Why do I act like this, agreeing when I really disagree, letting people force me to do things I don’t want to do?
Page 25.
“Mr. Sheep Man,” I asked, “why would that old man want to eat my brains?”
“Because brains packed with knowledge are yummy, that’s why. They’re nice and creamy. And sort of grainy at the same time.”
Page 28.
A key turned in the lock, and in came a girl pushing a teacart. She was so pretty that looking at her made my eyes hurt. She appeared to be about my age. Her neck, wrists, and ankles were so slender they seemed as if they might break under the slightest pressure. Her long, straight hair shone as if it were spun with jewels. She studied my face for a moment. Then she took the dishes of food that were on the teacart and arranged them on my desk, all without a word. I remained speechless, overwhelmed by her beauty.
Page 37.
“Please, tell me who you are,” I said.
«I am me, that’s all.»
“But the sheep man said you didn’t exist. And besides—”
The girl raised a finger to her tiny lips. I held my tongue.
«The sheep man has his world. I have mine. And you have yours, too. Am I right?»
“That you are.”
«So just because I don’t exist in the sheep man’s world, it doesn’t mean that I don’t exist at all.»
“I get it,” I said. “Our worlds are all jumbled together — your world, my world, the sheep man’s world. Sometimes they overlap and sometimes they don’t. That’s what you mean, right?”
She gave two small nods.
Page 46.
She didn’t answer.
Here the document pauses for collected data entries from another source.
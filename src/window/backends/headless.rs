use std::cell::RefCell;
use std::collections::VecDeque;
use std::os::raw::c_void;
use std::ptr;
use std::rc::Rc;

use crate::errors::*;

use super::super::events::{Event, Events};
use super::Visitor;

#[derive(Debug, Default)]
struct State {
    dimensions: (u32, u32),
    cursor: (f64, f64),
    title: String,
    visible: bool,
    swaps: usize,
    pending: VecDeque<Event>,
}

/// A window without any native surface. Events are scripted by the owner of a clone,
/// which shares its state with the visitor handed to a `Window`.
#[derive(Debug, Clone, Default)]
pub struct HeadlessVisitor {
    state: Rc<RefCell<State>>,
}

impl HeadlessVisitor {
    pub fn new(dimensions: (u32, u32)) -> Self {
        let visitor = HeadlessVisitor::default();
        visitor.state.borrow_mut().dimensions = dimensions;
        visitor
    }

    /// Queues `event` for the next poll.
    pub fn push(&self, event: Event) {
        let mut state = self.state.borrow_mut();
        match event {
            Event::CursorMoved { x, y } => state.cursor = (x, y),
            Event::Resized { width, height } => state.dimensions = (width, height),
            _ => {}
        }

        state.pending.push_back(event);
    }

    pub fn swaps(&self) -> usize {
        self.state.borrow().swaps
    }

    pub fn title(&self) -> String {
        self.state.borrow().title.clone()
    }

    pub fn is_visible(&self) -> bool {
        self.state.borrow().visible
    }
}

impl Visitor for HeadlessVisitor {
    fn show(&self) {
        self.state.borrow_mut().visible = true;
    }

    fn hide(&self) {
        self.state.borrow_mut().visible = false;
    }

    fn set_title(&self, title: &str) {
        self.state.borrow_mut().title = title.to_owned();
    }

    #[inline]
    fn dimensions(&self) -> (u32, u32) {
        self.state.borrow().dimensions
    }

    fn resize(&mut self, dimensions: (u32, u32)) {
        self.push(Event::Resized {
            width: dimensions.0,
            height: dimensions.1,
        });
    }

    #[inline]
    fn cursor_position(&self) -> (f64, f64) {
        self.state.borrow().cursor
    }

    fn poll_events(&mut self, events: &mut Events) {
        events.extend(self.state.borrow_mut().pending.drain(..));
    }

    #[inline]
    fn wait_events(&mut self, events: &mut Events) {
        self.poll_events(events);
    }

    #[inline]
    fn is_current(&self) -> bool {
        true
    }

    #[inline]
    fn make_current(&self) -> Result<()> {
        Ok(())
    }

    fn swap_buffers(&self) -> Result<()> {
        self.state.borrow_mut().swaps += 1;
        Ok(())
    }

    #[inline]
    fn proc_address(&self, _: &str) -> *const c_void {
        ptr::null()
    }
}
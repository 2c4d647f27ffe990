//! The window that presents the default framebuffer, and the callbacks it drives.
//!
//! ```rust,ignore
//! let mut window = Window::new(&Settings::default())?;
//! window.set_on_key(|key, _, action, _| println!("{:?} {:?}", key, action));
//! window.set_render(move || draw(&ctx));
//! window.render_loop(false)?;
//! ```

pub mod backends;
pub mod events;

pub use self::backends::headless::HeadlessVisitor;
pub use self::backends::Visitor;
pub use self::events::{Action, Event, Events, Key, Modifiers, MouseButton};

use crate::errors::*;
use crate::graphics::context::Context;

type KeyCallback = Box<dyn FnMut(Key, u32, Action, Modifiers)>;
type MouseCallback = Box<dyn FnMut(MouseButton, Action, Modifiers)>;
type MotionCallback = Box<dyn FnMut(f64, f64)>;
type ResizeCallback = Box<dyn FnMut(u32, u32)>;
type RenderCallback = Box<dyn FnMut() -> Result<()>>;

#[derive(Default)]
struct Callbacks {
    key: Option<KeyCallback>,
    mouse: Option<MouseCallback>,
    mouse_move: Option<MotionCallback>,
    scroll: Option<MotionCallback>,
    resize: Option<ResizeCallback>,
    render: Option<RenderCallback>,
}

pub struct Window {
    visitor: Box<dyn Visitor>,
    context: Context,
    events: Events,
    dimensions: (u32, u32),
    closed: bool,
    callbacks: Callbacks,
}

impl Window {
    /// Opens a native window and wraps its GL context.
    #[cfg(feature = "glutin")]
    pub fn new(settings: &crate::settings::Settings) -> Result<Self> {
        let visitor = backends::glutin::new(&settings.window, &settings.context)?;
        let context = unsafe {
            Context::gl(
                |symbol| visitor.proc_address(symbol),
                settings.context.debug,
            )?
        };
        Ok(Window::from_visitor(visitor, context))
    }

    /// Wraps `visitor`, whose GL context is driven through `context`.
    pub fn with_visitor<T: Visitor + 'static>(visitor: T, context: Context) -> Self {
        Window::from_visitor(Box::new(visitor), context)
    }

    fn from_visitor(visitor: Box<dyn Visitor>, context: Context) -> Self {
        let dimensions = visitor.dimensions();
        Window {
            visitor,
            context,
            events: Events::new(),
            dimensions,
            closed: false,
            callbacks: Callbacks::default(),
        }
    }

    #[inline]
    pub fn context(&self) -> &Context {
        &self.context
    }

    /// The size of the drawable area in pixels, as of the last processed event.
    #[inline]
    pub fn dimensions(&self) -> (u32, u32) {
        self.dimensions
    }

    #[inline]
    pub fn cursor_position(&self) -> (f64, f64) {
        self.visitor.cursor_position()
    }

    #[inline]
    pub fn should_close(&self) -> bool {
        self.closed
    }

    /// Requests the render loop to stop, and hides the window.
    pub fn close(&mut self) {
        self.closed = true;
        self.set_visible(false);
    }

    pub fn set_visible(&self, visible: bool) {
        if visible {
            self.visitor.show();
        } else {
            self.visitor.hide();
        }
    }

    #[inline]
    pub fn set_title(&self, title: &str) {
        self.visitor.set_title(title);
    }

    /// Resizes the drawable area. The resize callback runs once the window system
    /// reports the new size.
    #[inline]
    pub fn resize(&mut self, width: u32, height: u32) {
        self.visitor.resize((width, height));
    }

    pub fn make_current(&self) -> Result<()> {
        if self.visitor.is_current() {
            return Ok(());
        }

        self.visitor.make_current()
    }

    pub fn set_on_key<F: FnMut(Key, u32, Action, Modifiers) + 'static>(&mut self, func: F) {
        self.callbacks.key = Some(Box::new(func));
    }

    pub fn set_on_mouse<F: FnMut(MouseButton, Action, Modifiers) + 'static>(&mut self, func: F) {
        self.callbacks.mouse = Some(Box::new(func));
    }

    pub fn set_on_mouse_move<F: FnMut(f64, f64) + 'static>(&mut self, func: F) {
        self.callbacks.mouse_move = Some(Box::new(func));
    }

    pub fn set_on_scroll<F: FnMut(f64, f64) + 'static>(&mut self, func: F) {
        self.callbacks.scroll = Some(Box::new(func));
    }

    /// Sets the callback of resize events. The viewport is reset to the whole drawable
    /// area before it runs.
    pub fn set_on_resize<F: FnMut(u32, u32) + 'static>(&mut self, func: F) {
        self.callbacks.resize = Some(Box::new(func));
    }

    pub fn set_render<F: FnMut() -> Result<()> + 'static>(&mut self, func: F) {
        self.callbacks.render = Some(Box::new(func));
    }

    /// Presents the frame, then processes the pending events, or waits for one if
    /// `wait` is set.
    pub fn update(&mut self, wait: bool) -> Result<()> {
        self.visitor.swap_buffers()?;

        if wait {
            self.visitor.wait_events(&mut self.events);
        } else {
            self.visitor.poll_events(&mut self.events);
        }

        let mut events = std::mem::replace(&mut self.events, Events::new());
        for v in events.drain() {
            self.dispatch(v)?;
        }

        self.events = events;
        Ok(())
    }

    /// Runs the render callback once and updates the window.
    pub fn render_once(&mut self, wait: bool) -> Result<()> {
        if let Some(ref mut render) = self.callbacks.render {
            render()?;
        }

        self.update(wait)
    }

    /// Renders until the window is closed, and returns the number of frames.
    pub fn render_loop(&mut self, wait: bool) -> Result<u64> {
        let mut frames = 0;
        while !self.should_close() {
            self.render_once(wait)?;
            frames += 1;
        }

        Ok(frames)
    }

    fn dispatch(&mut self, event: Event) -> Result<()> {
        match event {
            Event::Key {
                key,
                scancode,
                action,
                modifiers,
            } => {
                if let Some(ref mut func) = self.callbacks.key {
                    func(key, scancode, action, modifiers);
                }
            }

            Event::MouseButton {
                button,
                action,
                modifiers,
            } => {
                if let Some(ref mut func) = self.callbacks.mouse {
                    func(button, action, modifiers);
                }
            }

            Event::CursorMoved { x, y } => {
                if let Some(ref mut func) = self.callbacks.mouse_move {
                    func(x, y);
                }
            }

            Event::Scroll { dx, dy } => {
                if let Some(ref mut func) = self.callbacks.scroll {
                    func(dx, dy);
                }
            }

            Event::Resized { width, height } => {
                self.dimensions = (width, height);
                self.context.with(|dev| dev.viewport(0, 0, width, height))?;
                if let Some(ref mut func) = self.callbacks.resize {
                    func(width, height);
                }
            }

            Event::CloseRequested => {
                info!("Window close requested.");
                self.close();
            }
        }

        Ok(())
    }
}
impl Object {
    fn new(kind: ObjectKind) -> Self {
        match kind {
            ObjectKind::Texture => Object::Texture(TextureObject::default()),
            ObjectKind::Buffer => Object::Buffer(Vec::new()),
            ObjectKind::Framebuffer => Object::Framebuffer(FramebufferObject::default()),
            ObjectKind::VertexArray => Object::VertexArray(BTreeMap::new()),
            ObjectKind::Program => Object::Program(ProgramObject::default()),
            ObjectKind::Shader(stage) => Object::Shader(ShaderObject {
                stage,
                source: String::new(),
                compiled: false,
            }),
        }
    }

    fn kind(&self) -> ObjectKind {
        match *self {
            Object::Texture(_) => ObjectKind::Texture,
            Object::Buffer(_) => ObjectKind::Buffer,
            Object::Framebuffer(_) => ObjectKind::Framebuffer,
            Object::VertexArray(_) => ObjectKind::VertexArray,
            Object::Program(_) => ObjectKind::Program,
            Object::Shader(ref v) => ObjectKind::Shader(v.stage),
        }
    }
}

#[derive(Debug)]
struct State {
    next: RawHandle,
    fail_allocations: bool,
    max_work_group_size: [u32; 3],
    objects: HashMap<RawHandle, Object>,
    allocated: HashMap<ObjectKind, usize>,
    released: HashMap<ObjectKind, usize>,
    bindings: HashMap<BindPoint, RawHandle>,
    bases: HashMap<(BufferTarget, u32), RawHandle>,
    images: HashMap<u32, (RawHandle, ImageBinding)>,
    viewport: [i32; 4],
    bind_calls: usize,
    draws: Vec<DrawCall>,
    dispatches: Vec<DispatchCall>,
    barriers: Vec<Barrier>,
    blits: Vec<[i32; 4]>,
}
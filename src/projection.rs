use cgmath::{BaseFloat, Matrix4};

use crate::errors::*;

/// An orthographic projection that maps the box `[left, right] x [bottom, top] x
/// [-near, -far]` to normalized device coordinates.
pub fn ortho<S: BaseFloat>(left: S, right: S, bottom: S, top: S, near: S, far: S) -> Result<Matrix4<S>> {
    if left == right || bottom == top || near == far {
        return Err(Error::InvalidArgument(format!(
            "degenerate orthographic volume ({:?}, {:?}, {:?}, {:?}, {:?}, {:?})",
            left, right, bottom, top, near, far
        )));
    }

    Ok(cgmath::ortho(left, right, bottom, top, near, far))
}

#[cfg(test)]
mod test {
    use super::*;
    use cgmath::{Vector4, SquareMatrix};

    #[test]
    fn unit() {
        let m = ortho(-1.0f32, 1.0, -1.0, 1.0, 1.0, -1.0).unwrap();
        let v = m * Vector4::new(0.5, -0.25, 0.0, 1.0);
        assert_eq!(v, Vector4::new(0.5, -0.25, 0.0, 1.0));
    }

    #[test]
    fn pixels() {
        let m = ortho(0.0f32, 4.0, 0.0, 4.0, -1.0, 1.0).unwrap();
        let v = m * Vector4::new(4.0, 0.0, 0.0, 1.0);
        assert_eq!(v, Vector4::new(1.0, -1.0, 0.0, 1.0));
        assert!(m.is_invertible());
    }

    #[test]
    fn degenerate() {
        assert!(ortho(1.0f32, 1.0, 0.0, 1.0, 0.0, 1.0).is_err());
        assert!(ortho(0.0f32, 1.0, 2.0, 2.0, 0.0, 1.0).is_err());
        assert!(ortho(0.0f64, 1.0, 0.0, 1.0, 3.0, 3.0).is_err());
    }
}
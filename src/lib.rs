//! `split-buddy` - Shared expense tracking for groups
//!
//! This crate records expenses inside groups of members, splits each expense between
//! participants down to the last minor currency unit, and derives who owes whom along
//! with a short list of payments that settles everyone up.

// Deny the most critical lints that could lead to bugs or security issues
#![deny(
    // Security and correctness
    unsafe_code,
    unsafe_op_in_unsafe_fn,

    // Code quality - things that are almost always bugs
    unreachable_code,
    unreachable_patterns,
    unused_must_use,

    // Documentation - broken links are bugs
    rustdoc::broken_intra_doc_links,
    rustdoc::private_intra_doc_links,
)]
// Warn on things that should be fixed but aren't necessarily bugs
#![warn(
    // Documentation - missing docs should be added gradually
    missing_docs,

    // Clippy categories for overall code quality
    clippy::all,
    clippy::pedantic,
    clippy::nursery,

    // Performance
    clippy::inefficient_to_string,
    clippy::large_types_passed_by_value,
    clippy::needless_pass_by_value,
    clippy::unnecessary_wraps,

    // Correctness
    clippy::clone_on_ref_ptr,
    clippy::dbg_macro,
    clippy::exit,
    clippy::expect_used,
    clippy::float_cmp,
    clippy::panic,
    clippy::todo,
    clippy::unimplemented,
    clippy::unwrap_used,

    // Complexity and readability
    clippy::cognitive_complexity,
    clippy::large_enum_variant,
    clippy::match_same_arms,
    clippy::too_many_lines,

    // Style consistency
    clippy::enum_glob_use,
    clippy::inconsistent_struct_constructor,
    clippy::missing_errors_doc,
    clippy::missing_panics_doc,
    clippy::must_use_candidate,
    clippy::redundant_closure_for_method_calls,
    clippy::semicolon_if_nothing_returned,
    clippy::wildcard_imports,

    // Future compatibility
    future_incompatible,
    rust_2018_idioms,
)]
// Allow some pedantic lints that are too noisy or not applicable
#![allow(
    clippy::module_name_repetitions,  // Common pattern in Rust
    clippy::missing_errors_doc,        // Will add gradually
    clippy::missing_panics_doc,        // Will add gradually
)]

/// Configuration management for database and ledger settings
pub mod config;
/// Core business logic - ledger engine, expense recording and reporting
pub mod core;
/// SeaORM entity definitions for database tables
pub mod entities;
/// Unified error types and result handling
pub mod errors;
/// Persistence collaborator trait and its `SeaORM` implementation
pub mod store;

#[cfg(test)]
pub mod test_utils;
Instead, she came close and planted a small kiss on my cheek. Then she slipped through the door and vanished. I sat there on the bed, dazed, for a long time. The kiss had shaken me up so much I couldn’t think straight. At the same time, my anxiety had turned into an anxiety quite lacking in anxiousness. And any anxiety that is not especially anxious is, in the end, an anxiety hardly worth mentioning.
Page 75.
I lie here by myself in the dark at two o’clock in the morning and think about that cell in the library basement. About how it feels to be alone, and the depth of the darkness surrounding me. Darkness as pitch black as the night of the new moon.